1. What does Pine Gate Renewable’s mission of “getting solar done” mean to you?
Pine Gate has four company values: Collaboration, Ownership, Grit and Creativity. These embody what “getting solar done” at Pine Gate means to me. As competitive as the solar industry has become, we work together as a team to find creative solutions to overcome everyday obstacles, both big and small. Pine Gate is a place where we don’t ask whether something is possible, but “what needs to be done to make it possible?” This, combined with our never-quit attitude, and our collective sense of ownership and purpose, enables us to constantly exceed our own expectations and do our part to fight climate change.
2. What are you most optimistic/excited about in this industry?
When I started in solar 10+ years ago, the industry was just starting to hit the mainstream. It’s exciting to see how much it has grown and how commonplace technologies have become.
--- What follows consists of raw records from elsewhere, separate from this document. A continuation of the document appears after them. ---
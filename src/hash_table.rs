//! Intrusive chained hash table backing both the unicity set and the cache.

use core::hash::{BuildHasher, Hash};
use core::marker::PhantomData;
use core::ptr::NonNull;

use fxhash::FxBuildHasher;
use log::trace;

use crate::intrusive::Hooked;

/// Commit token returned by a failed [`HashTable::insert_check`] lookup.
///
/// Only a bucket position is recorded: the fixed flavor never rehashes, so
/// the position stays valid across arbitrary other insertions and erasures
/// performed before the matching [`HashTable::insert_commit`].
pub(crate) struct InsertSlot {
    bucket: usize,
}

/// An intrusive hash table with chained collision handling.
///
/// The bucket count is always a power of two; a bucket is selected by
/// masking the low bits of the hash. Elements carry their chain link in an
/// embedded [`crate::intrusive::IntrusiveHook`] and are referenced, never
/// owned: the caller keeps every element alive for as long as it is linked
/// here, and disposes of elements itself (`erase` and `clear_and_dispose`
/// only unlink).
///
/// `REHASH` selects the flavor at compile time. The growing flavor
/// (`true`, used by the unicity set) inserts with deduplication and doubles
/// the bucket array whenever the load factor reaches its maximum. The fixed
/// flavor (`false`, used by the cache) exposes two-phase
/// `insert_check`/`insert_commit` and never reallocates, so its memory and
/// bucket positions are stable for its whole lifetime.
pub(crate) struct HashTable<T, const REHASH: bool, S = FxBuildHasher> {
    buckets: Box<[Option<NonNull<T>>]>,
    len: usize,
    max_load_factor: f64,
    nb_rehash: usize,
    hasher: S,
    _marker: PhantomData<*const T>,
}

impl<T, const REHASH: bool, S> HashTable<T, REHASH, S>
where
    T: Hooked + Hash + Eq,
    S: BuildHasher + Default,
{
    /// Create a table with at least `size` buckets, rounded up to a power
    /// of two.
    pub(crate) fn new(size: usize, max_load_factor: f64) -> Self {
        let nb_buckets = size.next_power_of_two().max(2);
        Self {
            buckets: vec![None; nb_buckets].into_boxed_slice(),
            len: 0,
            max_load_factor,
            nb_rehash: 0,
            hasher: S::default(),
            _marker: PhantomData,
        }
    }

    #[inline]
    fn bucket_index(&self, hash: u64) -> usize {
        (hash as usize) & (self.buckets.len() - 1)
    }

    pub(crate) fn len(&self) -> usize {
        self.len
    }

    pub(crate) fn bucket_count(&self) -> usize {
        self.buckets.len()
    }

    pub(crate) fn load_factor(&self) -> f64 {
        self.len as f64 / self.buckets.len() as f64
    }

    pub(crate) fn nb_rehash(&self) -> usize {
        self.nb_rehash
    }

    /// Bucket occupancy: `(buckets with > 1 element, buckets with exactly
    /// one, empty buckets)`.
    pub(crate) fn collisions(&self) -> (usize, usize, usize) {
        let (mut collisions, mut alone, mut empty) = (0, 0, 0);
        for head in self.buckets.iter() {
            let mut nb = 0usize;
            let mut current = *head;
            while let Some(p) = current {
                nb += 1;
                current = unsafe { p.as_ref() }.hook().next();
            }
            match nb {
                0 => empty += 1,
                1 => alone += 1,
                _ => collisions += 1,
            }
        }
        (collisions, alone, empty)
    }

    /// Unlink the element equal to `*x`, locating its bucket by hashing the
    /// sample. Panics if no such element is linked: erasing an absent
    /// element is a contract violation.
    pub(crate) fn erase(&mut self, x: &T) {
        let pos = self.bucket_index(self.hasher.hash_one(x));
        let mut previous: Option<NonNull<T>> = None;
        let mut current = self.buckets[pos];
        while let Some(p) = current {
            let elem = unsafe { p.as_ref() };
            if elem == x {
                let next = elem.hook().next();
                match previous {
                    None => self.buckets[pos] = next,
                    Some(prev) => unsafe { prev.as_ref() }.hook().set_next(next),
                }
                elem.hook().set_next(None);
                self.len -= 1;
                return;
            }
            previous = current;
            current = elem.hook().next();
        }
        panic!("element to erase not found in hash table");
    }

    /// Unlink every element, handing each to `disposer`.
    pub(crate) fn clear_and_dispose(&mut self, mut disposer: impl FnMut(NonNull<T>)) {
        for bucket in self.buckets.iter_mut() {
            let mut current = bucket.take();
            while let Some(p) = current {
                // Read the link before disposing: the disposer may free p.
                current = unsafe { p.as_ref() }.hook().next();
                disposer(p);
            }
        }
        self.len = 0;
    }
}

impl<T, S> HashTable<T, true, S>
where
    T: Hooked + Hash + Eq,
    S: BuildHasher + Default,
{
    /// Insert `x` unless a value-equal element is already chained.
    ///
    /// Returns the representative element and whether `x` was inserted.
    /// May grow and relink the whole table afterwards.
    pub(crate) fn insert(&mut self, x: NonNull<T>) -> (NonNull<T>, bool) {
        let res = self.insert_no_rehash(x);
        if self.load_factor() >= self.max_load_factor {
            self.rehash();
        }
        res
    }

    fn insert_no_rehash(&mut self, x: NonNull<T>) -> (NonNull<T>, bool) {
        let elem = unsafe { x.as_ref() };
        let pos = self.bucket_index(self.hasher.hash_one(elem));
        let mut current = self.buckets[pos];
        while let Some(p) = current {
            let candidate = unsafe { p.as_ref() };
            if candidate == elem {
                return (p, false);
            }
            current = candidate.hook().next();
        }
        // Push in front of the chain.
        elem.hook().set_next(self.buckets[pos]);
        self.buckets[pos] = Some(x);
        self.len += 1;
        (x, true)
    }

    fn rehash(&mut self) {
        let new_count = self.buckets.len() * 2;
        let mut new_buckets = vec![None; new_count].into_boxed_slice();
        let mask = new_count - 1;
        for bucket in self.buckets.iter_mut() {
            let mut current = bucket.take();
            while let Some(p) = current {
                let elem = unsafe { p.as_ref() };
                current = elem.hook().next();
                let pos = (self.hasher.hash_one(elem) as usize) & mask;
                elem.hook().set_next(new_buckets[pos]);
                new_buckets[pos] = Some(p);
            }
        }
        self.buckets = new_buckets;
        self.nb_rehash += 1;
        trace!(
            "rehash #{}: {} elements over {} buckets",
            self.nb_rehash,
            self.len,
            new_count
        );
    }
}

impl<T, S> HashTable<T, false, S>
where
    T: Hooked + Hash + Eq,
    S: BuildHasher + Default,
{
    /// First phase of a fixed-table insertion: look `key` up in its bucket.
    ///
    /// `eq` compares the lookup key against chained elements. On a hit the
    /// matching element is returned; on a miss the commit token for
    /// [`Self::insert_commit`] is. The key and the elements must hash
    /// identically for the phases to agree on the bucket.
    pub(crate) fn insert_check<K: Hash>(
        &self,
        key: &K,
        eq: impl Fn(&K, &T) -> bool,
    ) -> Result<NonNull<T>, InsertSlot> {
        let pos = self.bucket_index(self.hasher.hash_one(key));
        let mut current = self.buckets[pos];
        while let Some(p) = current {
            let elem = unsafe { p.as_ref() };
            if eq(key, elem) {
                return Ok(p);
            }
            current = elem.hook().next();
        }
        Err(InsertSlot { bucket: pos })
    }

    /// Second phase: append `x` at the tail of the bucket found by
    /// [`Self::insert_check`]. Tail append measures faster than head
    /// insertion for the cache workload.
    pub(crate) fn insert_commit(&mut self, x: NonNull<T>, slot: InsertSlot) {
        unsafe { x.as_ref() }.hook().set_next(None);
        let mut tail = self.buckets[slot.bucket];
        match tail {
            None => self.buckets[slot.bucket] = Some(x),
            Some(_) => {
                while let Some(p) = tail {
                    let elem = unsafe { p.as_ref() };
                    match elem.hook().next() {
                        None => {
                            elem.hook().set_next(Some(x));
                            break;
                        }
                        next => tail = next,
                    }
                }
            }
        }
        self.len += 1;
    }
}

#[cfg(test)]
mod tests {
    use super::*;
    use crate::intrusive::IntrusiveHook;
    use core::hash::Hasher;

    struct Elem {
        hook: IntrusiveHook<Elem>,
        key: u64,
    }

    impl Elem {
        fn boxed(key: u64) -> NonNull<Elem> {
            NonNull::from(Box::leak(Box::new(Elem {
                hook: IntrusiveHook::new(),
                key,
            })))
        }

        unsafe fn free(p: NonNull<Elem>) {
            drop(Box::from_raw(p.as_ptr()));
        }
    }

    impl Hooked for Elem {
        fn hook(&self) -> &IntrusiveHook<Elem> {
            &self.hook
        }
    }

    impl Hash for Elem {
        fn hash<H: Hasher>(&self, state: &mut H) {
            self.key.hash(state);
        }
    }

    impl PartialEq for Elem {
        fn eq(&self, other: &Self) -> bool {
            self.key == other.key
        }
    }
    impl Eq for Elem {}

    // Hasher sending everything to one bucket, to exercise chain probing.
    #[derive(Clone, Default)]
    struct ConstBuildHasher;
    struct ConstHasher;
    impl BuildHasher for ConstBuildHasher {
        type Hasher = ConstHasher;
        fn build_hasher(&self) -> Self::Hasher {
            ConstHasher
        }
    }
    impl Hasher for ConstHasher {
        fn write(&mut self, _bytes: &[u8]) {}
        fn finish(&self) -> u64 {
            0
        }
    }

    /// Invariant: after any insert/erase sequence, `len()` equals inserts
    /// minus erasures of present elements, and the load factor stays below
    /// the maximum after the post-insert rehash.
    #[test]
    fn size_accounting_and_load_factor_bound() {
        let mut t: HashTable<Elem, true> = HashTable::new(2, 0.75);
        let elems: Vec<_> = (0..257u64).map(Elem::boxed).collect();
        for (i, &e) in elems.iter().enumerate() {
            let (found, inserted) = t.insert(e);
            assert!(inserted);
            assert_eq!(found, e);
            assert_eq!(t.len(), i + 1);
            assert!(t.load_factor() < 0.75);
        }
        assert!(t.nb_rehash() > 0);
        assert!(t.bucket_count().is_power_of_two());

        let (collisions, alone, empty) = t.collisions();
        assert_eq!(collisions + alone + empty, t.bucket_count());

        for (i, &e) in elems.iter().enumerate() {
            t.erase(unsafe { e.as_ref() });
            assert_eq!(t.len(), elems.len() - i - 1);
        }
        for e in elems {
            unsafe { Elem::free(e) };
        }
    }

    /// Invariant: inserting a value-equal element is rejected and returns
    /// the already-chained representative.
    #[test]
    fn duplicate_insert_returns_representative() {
        let mut t: HashTable<Elem, true> = HashTable::new(8, 0.75);
        let a = Elem::boxed(42);
        let b = Elem::boxed(42);
        assert_eq!(t.insert(a), (a, true));
        assert_eq!(t.insert(b), (a, false));
        assert_eq!(t.len(), 1);
        t.clear_and_dispose(|p| unsafe { Elem::free(p) });
        unsafe { Elem::free(b) };
    }

    /// Invariant: chain removal under full-collision hashing preserves the
    /// other elements, wherever the erased one sits in the chain.
    #[test]
    fn erase_from_collision_chain() {
        let mut t: HashTable<Elem, true, ConstBuildHasher> = HashTable::new(4, 16.0);
        let elems: Vec<_> = (0..5u64).map(Elem::boxed).collect();
        for &e in &elems {
            t.insert(e);
        }
        // Middle, head, then tail of the chain.
        for &i in &[2usize, 4, 0] {
            t.erase(unsafe { elems[i].as_ref() });
        }
        assert_eq!(t.len(), 2);
        for k in [1u64, 3] {
            let probe = Elem {
                hook: IntrusiveHook::new(),
                key: k,
            };
            t.erase(&probe);
        }
        assert_eq!(t.len(), 0);
        for e in elems {
            unsafe { Elem::free(e) };
        }
    }

    /// Invariant: two-phase insertion finds a committed entry again, and a
    /// commit token stays usable across other commits to the same bucket.
    #[test]
    fn fixed_two_phase_insert() {
        let mut t: HashTable<Elem, false, ConstBuildHasher> = HashTable::new(4, 0.85);
        let eq = |k: &u64, e: &Elem| *k == e.key;

        let slot_a = t.insert_check(&1u64, eq).err().expect("empty table");
        let slot_b = t.insert_check(&2u64, eq).err().expect("empty table");

        let a = Elem::boxed(1);
        t.insert_commit(a, slot_a);
        assert_eq!(t.len(), 1);
        assert_eq!(t.insert_check(&1u64, eq).ok(), Some(a));

        // slot_b was taken before a's commit landed in the same bucket.
        let b = Elem::boxed(2);
        t.insert_commit(b, slot_b);
        assert_eq!(t.len(), 2);
        assert_eq!(t.insert_check(&2u64, eq).ok(), Some(b));
        assert_eq!(t.insert_check(&1u64, eq).ok(), Some(a));

        t.clear_and_dispose(|p| unsafe { Elem::free(p) });
        assert_eq!(t.len(), 0);
    }
}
Instead of spending our time inventing best practices and convincing lenders to lend and investors to invest, we can now access extremely competitive capital to deploy new solar quickly and efficiently.
3. What’s the best business advice you’ve ever received?
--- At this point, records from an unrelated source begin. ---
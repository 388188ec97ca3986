#[cfg(target_os = "linux")]
mod bench {
    use iai::black_box;
    use unicity::{variant, Handle, Unicity};

    #[derive(Debug, PartialEq, Eq, Hash)]
    pub struct Zero;

    #[derive(Debug, PartialEq, Eq, Hash)]
    pub struct One;

    #[derive(Debug, PartialEq, Eq, Hash)]
    pub struct Node {
        pub variable: i32,
        pub lo: Handle<SimpleDD>,
        pub hi: Handle<SimpleDD>,
    }

    variant! {
        pub enum SimpleDD { Zero, One, Node }
    }

    fn tower(u: &Unicity<SimpleDD>, n: i32) -> Handle<SimpleDD> {
        let zero = u.make(Zero);
        let mut dd = u.make(One);
        for i in 0..n {
            dd = u.make(Node {
                variable: i,
                lo: dd.clone(),
                hi: zero.clone(),
            });
        }
        dd
    }

    // Build a 256-node chain, then let the drops reclaim everything.
    pub fn unicity_build_drop_256() {
        let u = Unicity::<SimpleDD>::new(512);
        black_box(tower(&u, 256).strong_count());
    }

    // Rebuild an existing chain: all unification hits through the block
    // recycler.
    pub fn unicity_remake_shared_256() {
        let u = Unicity::<SimpleDD>::new(512);
        let kept = tower(&u, 256);
        let again = tower(&u, 256);
        black_box(kept == again);
    }
}

#[cfg(target_os = "linux")]
fn main() {
    let benches: &[&(&'static str, fn())] = &[
        &(
            "unicity_build_drop_256",
            bench::unicity_build_drop_256 as fn(),
        ),
        &(
            "unicity_remake_shared_256",
            bench::unicity_remake_shared_256 as fn(),
        ),
    ];
    iai::runner(benches);
}

#[cfg(not(target_os = "linux"))]
fn main() {
    eprintln!("Skipping: iai benches require Linux/valgrind.");
}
I’ve been fortunate to learn many valuable lessons over the years, some easy, others not. The one that has stuck with me most, however, is that strong interpersonal relationships are key to getting anything done – both internally and externally. We all have different communication styles and processes. Learning to recognize not just that we are different, but how we are different is critical to bridging a divide when one exists..
4. What is an unknown skill you possess outside of your day job?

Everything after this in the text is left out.